- South Fork Township Location within Minnesota and the United States South Fork Township South Fork Township (the United States)
- Coordinates: 45°47′3″N 93°27′18″W﻿ / ﻿45.78417°N 93.45500°W
- Country: United States
- State: Minnesota
- County: Kanabec

Area
- • Total: 36.4 sq mi (94.2 km^{2})
- • Land: 36.3 sq mi (94.1 km^{2})
- • Water: 0.039 sq mi (0.1 km^{2})
- Elevation: 1,004 ft (306 m)

Population (2000)
- • Total: 662
- • Density: 18/sq mi (7/km^{2})
- Time zone: UTC-6 (Central (CST))
- • Summer (DST): UTC-5 (CDT)
- FIPS code: 27-61348
- GNIS feature ID: 0665651

= South Fork Township, Kanabec County, Minnesota =

South Fork Township is a township in Kanabec County, Minnesota, United States. The population was 662 at the 2000 census.

South Fork Township was named for the south fork of the Groundhouse River.

==Geography==
According to the United States Census Bureau, the township has a total area of 36.4 square miles (94.2 km^{2}), of which 36.3 square miles (94.1 km^{2}) is land and 0.04 square mile (0.1 km^{2}) (0.11%) is water.

==Demographics==
As of the census of 2000, there were 662 people, 235 households, and 177 families residing in the township. The population density was 18.2 people per square mile (7.0/km^{2}). There were 246 housing units at an average density of 6.8/sq mi (2.6/km^{2}). The racial makeup of the township was 99.55% White, and 0.45% from two or more races. Hispanic or Latino of any race were 0.76% of the population.

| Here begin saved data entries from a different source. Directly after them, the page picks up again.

//! Error types for engine boundaries.
//!
//! Expected failure conditions are reported through these results rather
//! than panics. Animation arithmetic itself is closed over its domain and
//! has no failure path.

/// Misconfiguration detected at engine construction. Fatal: the engine
/// refuses to start.
#[derive(Debug, Clone, Copy, PartialEq, Eq)]
pub enum ConfigError {
    /// The strip length is zero.
    NoPixels,
    /// Minimum brightness exceeds maximum, or maximum exceeds 100.
    BrightnessRange,
    /// An indicator references a pixel outside the strip.
    IndicatorOutOfRange,
}

/// A frame write to the strip failed. Non-fatal; the frame is dropped.
#[derive(Debug, Clone, Copy, PartialEq, Eq)]
pub struct TransportError;

/// Switching the external power rail failed. Non-fatal.
#[derive(Debug, Clone, Copy, PartialEq, Eq)]
pub struct RailError;

/// Failure from the non-volatile settings store.
#[derive(Debug, Clone, Copy, PartialEq, Eq)]
pub enum StoreError {
    /// No record stored under the requested key.
    NotFound,
    /// The stored payload does not match the current record layout.
    SizeMismatch,
    /// The store rejected the operation.
    Failed,
}

/// Rejection at the command boundary. State is left unchanged.
#[derive(Debug, Clone, Copy, PartialEq, Eq)]
pub enum CommandError {
    /// A value was outside its permitted range.
    InvalidArgument,
    /// The engine has no usable transport attached.
    NotReady,
    /// The command queue is full; the command was not enqueued.
    QueueFull,
}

There were 235 households, out of which 38.7% had children under the age of 18 living with them, 63.8% were married couples living together, 5.5% had a female householder with no husband present, and 24.3% were non-families. 17.4% of all households were made up of individuals, and 3.8% had someone living alone who was 65 years of age or older. The average household size was 2.82 and the average family size was 3.17.

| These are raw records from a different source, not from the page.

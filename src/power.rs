//! Power rail policy.
//!
//! Derives the desired state of the externally switched strip supply from
//! the lighting state and battery charge, and only touches the rail on an
//! actual state transition.

use crate::compositor::BLACKOUT_CHARGE;
use crate::error::RailError;

/// Externally switched power supply feeding the strip hardware.
pub trait PowerRail {
    fn enable(&mut self) -> Result<(), RailError>;
    fn disable(&mut self) -> Result<(), RailError>;
}

pub(crate) struct PowerController<P: PowerRail> {
    rail: P,
    applied: bool,
}

impl<P: PowerRail> PowerController<P> {
    pub(crate) const fn new(rail: P) -> Self {
        Self {
            rail,
            applied: false,
        }
    }

    pub(crate) const fn is_applied(&self) -> bool {
        self.applied
    }

    /// Re-derive the desired rail state and switch on divergence.
    ///
    /// The rail stays up while either the animation or a status pulse
    /// needs it, except when the animation alone would drain a battery
    /// below the blackout threshold. A failed switch leaves the
    /// bookkeeping untouched, so the next divergence retries.
    pub(crate) fn update(&mut self, on: bool, status_active: bool, charge: u8) {
        let mut desired = on || status_active;
        if on && !status_active && charge < BLACKOUT_CHARGE {
            desired = false;
        }

        if desired == self.applied {
            return;
        }

        let result = if desired {
            self.rail.enable()
        } else {
            self.rail.disable()
        };
        match result {
            Ok(()) => self.applied = desired,
            Err(err) => {
                engine_log!("Unable to switch the power rail: {:?}", err);
            }
        }
    }
}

In the township the population was spread out, with 29.9% under the age of 18, 8.0% from 18 to 24, 30.4% from 25 to 44, 23.4% from 45 to 64, and 8.3% who were 65 years of age or older. The median age was 36 years. For every 100 females, there were 111.5 males. For every 100 females age 18 and over, there were 109.0 males.

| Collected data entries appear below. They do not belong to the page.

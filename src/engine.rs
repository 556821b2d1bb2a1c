//! Lighting engine - the main orchestrator.
//!
//! Owns the animation state and the frame buffers, drains the command
//! channel, and runs the animation and status drivers. Everything mutates
//! from the single tick context, so no locking is needed beyond the
//! command queue itself.

use embassy_time::{Duration, Instant};

use crate::Transport;
use crate::color::{BrightnessRange, Hsb};
use crate::command::{Command, CommandReceiver};
use crate::compositor::{BLACKOUT_CHARGE, DIM_CHARGE, FrameCompositor};
use crate::effect::{self, EffectId};
use crate::error::{CommandError, ConfigError};
use crate::power::{PowerController, PowerRail};
use crate::settings::{DEFAULT_SAVE_DEBOUNCE, PersistenceManager, SettingsStore};
use crate::state::{AnimationState, SPEED_MAX, SPEED_MIN};
use crate::status::{FADE_IN_END, IndicatorMap, StatusOverlay, StatusSource, WINDOW_END, WiredState};

/// Configuration for the lighting engine.
#[derive(Debug, Clone)]
pub struct EngineConfig<'a> {
    /// Output brightness window for the effect algorithms.
    pub brightness: BrightnessRange,
    /// Compiled-in default color, used when no valid record is persisted.
    pub start_color: Hsb,
    pub start_speed: u8,
    pub start_effect: EffectId,
    pub on_start: bool,
    /// Hue degrees per change-hue command.
    pub hue_step: u16,
    /// Saturation percent per change-sat command.
    pub sat_step: u8,
    /// Brightness percent per change-brt command.
    pub brt_step: u8,
    /// Quiet interval before a scheduled save is written out.
    pub save_debounce: Duration,
    /// Turn the strip off while the keyboard is idle.
    pub auto_off_idle: bool,
    /// Follow USB power presence with the on-state.
    pub auto_off_usb: bool,
    pub indicators: IndicatorMap<'a>,
}

impl Default for EngineConfig<'_> {
    fn default() -> Self {
        Self {
            brightness: BrightnessRange::full(),
            start_color: Hsb::new(0, 100, 100),
            start_speed: 3,
            start_effect: EffectId::Solid,
            on_start: true,
            hue_step: 10,
            sat_step: 10,
            brt_step: 10,
            save_debounce: DEFAULT_SAVE_DEBOUNCE,
            auto_off_idle: false,
            auto_off_usb: false,
            indicators: IndicatorMap::default(),
        }
    }
}

/// The lighting state machine and frame pipeline for one strip.
pub struct LightingEngine<'a, T, P, S, V, const PIXELS: usize, const COMMANDS: usize>
where
    T: Transport,
    P: PowerRail,
    S: SettingsStore,
    V: StatusSource,
{
    commands: CommandReceiver<'a, COMMANDS>,
    transport: T,
    power: PowerController<P>,
    persistence: PersistenceManager<S>,
    source: V,
    overlay: StatusOverlay,
    config: EngineConfig<'a>,
    state: AnimationState,
    frames: FrameCompositor<PIXELS>,
    refresh_pending: bool,
}

impl<'a, T, P, S, V, const PIXELS: usize, const COMMANDS: usize>
    LightingEngine<'a, T, P, S, V, PIXELS, COMMANDS>
where
    T: Transport,
    P: PowerRail,
    S: SettingsStore,
    V: StatusSource,
{
    /// Build the engine, restore persisted preferences and bring the power
    /// rail in line with the initial state.
    pub fn new(
        commands: CommandReceiver<'a, COMMANDS>,
        transport: T,
        rail: P,
        store: S,
        source: V,
        config: EngineConfig<'a>,
    ) -> Result<Self, ConfigError> {
        if PIXELS == 0 {
            return Err(ConfigError::NoPixels);
        }
        config.indicators.validate(PIXELS)?;

        let mut state = AnimationState {
            color: config.start_color,
            speed: config.start_speed.clamp(SPEED_MIN, SPEED_MAX),
            effect: config.start_effect,
            phase_step: 0,
            on: config.on_start,
            status_active: false,
            status_step: 0,
        };

        let mut persistence = PersistenceManager::new(store, config.save_debounce);
        persistence.load(&mut state);
        state.phase_step = 0;
        state.status_active = false;
        state.status_step = 0;

        if config.auto_off_usb {
            state.on = source.wired_state() != WiredState::None;
        }

        let mut engine = Self {
            commands,
            transport,
            power: PowerController::new(rail),
            persistence,
            overlay: StatusOverlay::new(config.brightness.max()),
            source,
            config,
            state,
            frames: FrameCompositor::new(),
            refresh_pending: false,
        };
        engine.update_power_rail();
        Ok(engine)
    }

    pub fn is_on(&self) -> bool {
        self.state.on
    }

    pub fn status_active(&self) -> bool {
        self.state.status_active
    }

    /// Read-only view of the animation state.
    pub fn state(&self) -> &AnimationState {
        &self.state
    }

    /// Whether the strip is currently on. Fails when no usable transport
    /// is attached.
    pub fn query_on_state(&self) -> Result<bool, CommandError> {
        if !self.transport.is_ready() {
            return Err(CommandError::NotReady);
        }
        Ok(self.state.on)
    }

    /// Drain and apply all queued commands.
    pub fn process_commands(&mut self, now: Instant) {
        while let Ok(command) = self.commands.try_receive() {
            self.handle(command, now);
        }
    }

    fn handle(&mut self, command: Command, now: Instant) {
        match command {
            Command::On => self.turn_on(now),
            Command::Off => self.turn_off(now),
            Command::Toggle => {
                if self.state.on {
                    self.turn_off(now);
                } else {
                    self.turn_on(now);
                }
            }
            Command::SelectEffect(effect) => {
                self.state.effect = effect;
                self.state.phase_step = 0;
                self.persistence.schedule(now);
            }
            Command::CycleEffect(direction) => {
                self.state.effect = self.state.effect.cycled(direction);
                self.state.phase_step = 0;
                self.persistence.schedule(now);
            }
            Command::ChangeHue(direction) => {
                self.state.color = self.state.hue_shifted(direction, self.config.hue_step);
                self.persistence.schedule(now);
            }
            Command::ChangeSat(direction) => {
                self.state.color = self.state.sat_shifted(direction, self.config.sat_step);
                self.persistence.schedule(now);
            }
            Command::ChangeBrt(direction) => {
                self.state.color = self.state.brt_shifted(direction, self.config.brt_step);
                self.persistence.schedule(now);
            }
            Command::ChangeSpeed(direction) => {
                // Decrementing at the floor is a silent no-op, no save.
                if self.state.speed == SPEED_MIN && direction < 0 {
                    return;
                }
                let speed = i16::from(self.state.speed) + i16::from(direction);
                self.state.speed = speed.clamp(i16::from(SPEED_MIN), i16::from(SPEED_MAX)) as u8;
                self.persistence.schedule(now);
            }
            Command::StatusPulse => self.status_pulse(),
            Command::SetColor(color) => {
                self.state.color = color;
                self.persistence.schedule(now);
            }
            Command::ActivityChanged(active) => {
                if self.config.auto_off_idle {
                    self.auto_state(active, now);
                }
            }
            Command::UsbPowerChanged(powered) => {
                if self.config.auto_off_usb {
                    self.auto_state(powered, now);
                }
            }
        }
    }

    fn turn_on(&mut self, now: Instant) {
        self.state.on = true;
        self.update_power_rail();
        self.state.phase_step = 0;
        self.persistence.schedule(now);
    }

    fn turn_off(&mut self, now: Instant) {
        self.state.on = false;
        // One final black frame before the rail drops.
        self.frames.clear_base();
        self.write_pixels();
        self.update_power_rail();
        self.persistence.schedule(now);
    }

    fn auto_state(&mut self, new_state: bool, now: Instant) {
        if self.state.on == new_state {
            return;
        }
        if new_state {
            self.turn_on(now);
        } else {
            self.turn_off(now);
        }
    }

    /// Start (or re-arm) the status overlay window.
    ///
    /// A pulse during an active window clamps the step back to the
    /// fade-in boundary so the overlay never restarts mid-fade-out at
    /// partial weight.
    fn status_pulse(&mut self) {
        if !self.state.status_active {
            self.state.status_step = 0;
        } else if self.state.status_step > FADE_IN_END {
            self.state.status_step = FADE_IN_END;
        }
        self.state.status_active = true;
        self.write_pixels();
        self.update_power_rail();
    }

    /// One animation driver tick: render the selected effect and push a
    /// frame. The scheduler gates this on the on-state.
    pub fn animation_tick(&mut self) {
        effect::render(
            &mut self.state,
            self.config.brightness,
            self.frames.base_mut(),
        );
        self.write_pixels();
    }

    /// One status driver tick: advance the envelope, request a coalesced
    /// refresh, and finish the window once the step passes its end.
    pub fn status_tick(&mut self) {
        if !self.state.status_active {
            return;
        }
        self.state.status_step += 1;
        if self.state.status_step > WINDOW_END {
            self.state.status_active = false;
        }
        self.refresh_pending = true;
    }

    /// Flush a pending status refresh, if one was requested since the last
    /// compositor pass.
    pub fn flush_status_refresh(&mut self) {
        if !self.refresh_pending {
            return;
        }
        self.refresh_pending = false;
        self.write_pixels();
        if !self.state.status_active {
            self.update_power_rail();
        }
    }

    /// Flush a due debounced save.
    pub fn poll_persistence(&mut self, now: Instant) {
        self.persistence.poll(now, &self.state);
    }

    /// Compose and push one frame, applying the battery output policy.
    fn write_pixels(&mut self) {
        let charge = self.source.battery_charge_percent();

        let mut weight = 0;
        if self.state.status_active {
            weight = self.overlay.generate(
                self.frames.overlay_mut(),
                &self.source,
                &self.config.indicators,
                self.state.status_step,
            );
        }

        // Fast path: no overlay and battery level OK.
        if weight == 0 && charge >= DIM_CHARGE {
            if let Err(err) = self.transport.write_frame(self.frames.base()) {
                engine_log!("Failed to update the strip: {:?}", err);
            }
            return;
        }

        let mut release_rail = false;
        if charge < BLACKOUT_CHARGE
            && self.state.on
            && self.power.is_applied()
            && !self.state.status_active
        {
            // Rail is up and the animation alone is draining a critically
            // low battery: force off, exactly once.
            self.state.on = false;
            release_rail = true;
        }

        let frame = self.frames.compose(weight, charge);
        if let Err(err) = self.transport.write_frame(frame) {
            engine_log!("Failed to update the strip: {:?}", err);
        }

        if release_rail {
            self.update_power_rail();
        }
    }

    fn update_power_rail(&mut self) {
        let charge = self.source.battery_charge_percent();
        self.power
            .update(self.state.on, self.state.status_active, charge);
    }
}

The median income for a household in the township was $45,268, and the median income for a family was $48,333. Males had a median income of $31,190 versus $20,078 for females. The per capita income for the township was $18,546. About 6.1% of families and 9.0% of the population were below the poverty line, including 10.7% of those under age 18 and 10.7% of those age 65 or over.